知恵蔵 「L-システイン」の解説
L-システイン
L-システインは小麦胚芽(はいが)、ブロッコリー、ニンニクといった食品に少量含まれているが、必要量を全て食事から直接摂取することは難しく、また体内合成できるので必ずしも食事から摂取する必要性はない。L-システインを体内合成する素となるメチオニンを含む食品(例えば大豆、鶏肉、ホウレン草、カツオ、イワシなど)を補うことでL-システインの合成量を増やすことができる。

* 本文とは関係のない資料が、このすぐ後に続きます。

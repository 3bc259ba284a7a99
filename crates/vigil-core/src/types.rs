//! Fundamental types for the Vigil pose pipeline.

use nalgebra::Point3;
use serde::{Deserialize, Serialize};

use crate::error::{Error, Result};

/// Monotonic frame timestamp with nanosecond precision
#[derive(Debug, Clone, Copy, PartialEq, Eq, PartialOrd, Ord, Hash, Serialize, Deserialize)]
#[serde(transparent)]
pub struct Timestamp(pub i64);

impl Timestamp {
    pub fn from_nanos(nanos: i64) -> Self {
        Self(nanos)
    }

    pub fn from_millis(millis: i64) -> Self {
        Self(millis.saturating_mul(1_000_000))
    }

    pub fn as_nanos(&self) -> i64 {
        self.0
    }

    /// Milliseconds elapsed since `earlier`, never negative
    pub fn saturating_elapsed_since(&self, earlier: Timestamp) -> f64 {
        (self.0.saturating_sub(earlier.0) as f64 / 1_000_000.0).max(0.0)
    }

    /// Saturates at `i64::MAX` instead of wrapping
    pub fn add_millis(&self, millis: u64) -> Self {
        let millis = i64::try_from(millis).unwrap_or(i64::MAX);
        Self(self.0.saturating_add(millis.saturating_mul(1_000_000)))
    }
}

/// 33-point body landmark layout produced by the pose source (BlazePose topology)
#[derive(Debug, Clone, Copy, PartialEq, Eq, Hash, Serialize, Deserialize)]
#[repr(u8)]
pub enum PoseLandmark {
    Nose = 0,
    LeftEyeInner = 1,
    LeftEye = 2,
    LeftEyeOuter = 3,
    RightEyeInner = 4,
    RightEye = 5,
    RightEyeOuter = 6,
    LeftEar = 7,
    RightEar = 8,
    MouthLeft = 9,
    MouthRight = 10,
    LeftShoulder = 11,
    RightShoulder = 12,
    LeftElbow = 13,
    RightElbow = 14,
    LeftWrist = 15,
    RightWrist = 16,
    LeftPinky = 17,
    RightPinky = 18,
    LeftIndex = 19,
    RightIndex = 20,
    LeftThumb = 21,
    RightThumb = 22,
    LeftHip = 23,
    RightHip = 24,
    LeftKnee = 25,
    RightKnee = 26,
    LeftAnkle = 27,
    RightAnkle = 28,
    LeftHeel = 29,
    RightHeel = 30,
    LeftFootIndex = 31,
    RightFootIndex = 32,
}

impl PoseLandmark {
    pub const COUNT: usize = 33;

    /// Joints sampled when measuring post-fall movement
    pub const MOTION_JOINTS: [PoseLandmark; 7] = [
        PoseLandmark::Nose,
        PoseLandmark::LeftShoulder,
        PoseLandmark::RightShoulder,
        PoseLandmark::LeftHip,
        PoseLandmark::RightHip,
        PoseLandmark::LeftAnkle,
        PoseLandmark::RightAnkle,
    ];

    const ALL: [PoseLandmark; 33] = [
        Self::Nose,
        Self::LeftEyeInner,
        Self::LeftEye,
        Self::LeftEyeOuter,
        Self::RightEyeInner,
        Self::RightEye,
        Self::RightEyeOuter,
        Self::LeftEar,
        Self::RightEar,
        Self::MouthLeft,
        Self::MouthRight,
        Self::LeftShoulder,
        Self::RightShoulder,
        Self::LeftElbow,
        Self::RightElbow,
        Self::LeftWrist,
        Self::RightWrist,
        Self::LeftPinky,
        Self::RightPinky,
        Self::LeftIndex,
        Self::RightIndex,
        Self::LeftThumb,
        Self::RightThumb,
        Self::LeftHip,
        Self::RightHip,
        Self::LeftKnee,
        Self::RightKnee,
        Self::LeftAnkle,
        Self::RightAnkle,
        Self::LeftHeel,
        Self::RightHeel,
        Self::LeftFootIndex,
        Self::RightFootIndex,
    ];

    pub fn from_index(idx: u8) -> Option<Self> {
        Self::ALL.get(idx as usize).copied()
    }

    pub fn index(&self) -> usize {
        *self as usize
    }
}

/// A single tracked keypoint in normalized image coordinates.
///
/// `x` and `y` are in `[0, 1]` relative to frame width/height, with `y`
/// growing downward. `visibility` is the pose source's confidence that the
/// point is actually visible; sources that do not report it leave it unset.
#[derive(Debug, Clone, Copy, PartialEq, Default, Serialize, Deserialize)]
pub struct Landmark {
    pub x: f64,
    pub y: f64,
    #[serde(default)]
    pub z: f64,
    #[serde(default, skip_serializing_if = "Option::is_none")]
    pub visibility: Option<f64>,
}

impl Landmark {
    pub fn new(x: f64, y: f64, z: f64) -> Self {
        Self {
            x,
            y,
            z,
            visibility: None,
        }
    }

    pub fn with_visibility(mut self, visibility: f64) -> Self {
        self.visibility = Some(visibility);
        self
    }

    /// Unreported visibility counts as fully visible
    pub fn is_visible(&self, threshold: f64) -> bool {
        self.visibility.unwrap_or(1.0) >= threshold
    }

    pub fn to_nalgebra(&self) -> Point3<f64> {
        Point3::new(self.x, self.y, self.z)
    }

    pub fn distance_to(&self, other: &Self) -> f64 {
        nalgebra::distance(&self.to_nalgebra(), &other.to_nalgebra())
    }
}

/// Complete landmark set for one detected person, indexed by [`PoseLandmark`]
#[derive(Debug, Clone, PartialEq, Serialize, Deserialize)]
#[serde(try_from = "Vec<Landmark>", into = "Vec<Landmark>")]
pub struct PoseLandmarks {
    points: [Landmark; PoseLandmark::COUNT],
}

impl PoseLandmarks {
    pub fn new(points: Vec<Landmark>) -> Result<Self> {
        let actual = points.len();
        let points: [Landmark; PoseLandmark::COUNT] =
            points.try_into().map_err(|_| Error::LandmarkCount {
                expected: PoseLandmark::COUNT,
                actual,
            })?;
        Ok(Self { points })
    }

    pub fn from_array(points: [Landmark; PoseLandmark::COUNT]) -> Self {
        Self { points }
    }

    pub fn get(&self, landmark: PoseLandmark) -> &Landmark {
        &self.points[landmark.index()]
    }

    pub fn set(&mut self, landmark: PoseLandmark, point: Landmark) {
        self.points[landmark.index()] = point;
    }
}

impl TryFrom<Vec<Landmark>> for PoseLandmarks {
    type Error = Error;

    fn try_from(points: Vec<Landmark>) -> Result<Self> {
        Self::new(points)
    }
}

impl From<PoseLandmarks> for Vec<Landmark> {
    fn from(landmarks: PoseLandmarks) -> Self {
        landmarks.points.to_vec()
    }
}

/// One video frame as delivered by the pose source
#[derive(Debug, Clone, PartialEq, Serialize, Deserialize)]
pub struct PoseFrame {
    pub timestamp: Timestamp,
    /// `None` when no person was detected in the frame
    #[serde(default)]
    pub landmarks: Option<PoseLandmarks>,
}

impl PoseFrame {
    pub fn new(timestamp: Timestamp, landmarks: PoseLandmarks) -> Self {
        Self {
            timestamp,
            landmarks: Some(landmarks),
        }
    }

    pub fn empty(timestamp: Timestamp) -> Self {
        Self {
            timestamp,
            landmarks: None,
        }
    }

    pub fn has_person(&self) -> bool {
        self.landmarks.is_some()
    }
}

2015年3月に東北大学大学院医学系研究科が、L-システインを飲酒前に摂取することで胃がんのリスクを減らせる可能性があることをオンラインの医学サイトに発表して話題になった。内容は、アセトアルデヒドを無毒な酢酸に代謝する酵素ALDH2が不活性なヒトがL-システインを飲酒前に摂取したところ、摂取しなかった場合と比べて飲酒後の胃内アセトアルデヒド濃度が60%低下したというもの。ALDH2活性のヒトの場合でL-システイン摂取後のアセトアルデヒド濃度の低下率が67%であったことから、従来、補酵素的に機能すると考えられていたL-システインが、アセトアルデヒドに直接作用している可能性を強く示唆する結果となった。アセトアルデヒドは胃がんや食道がんのリスク因子の一つとされており、東北大学の研究チームは、飲酒後の濃度をL-システインによって下げることで胃がんを予防する効果があるのではないかとしている。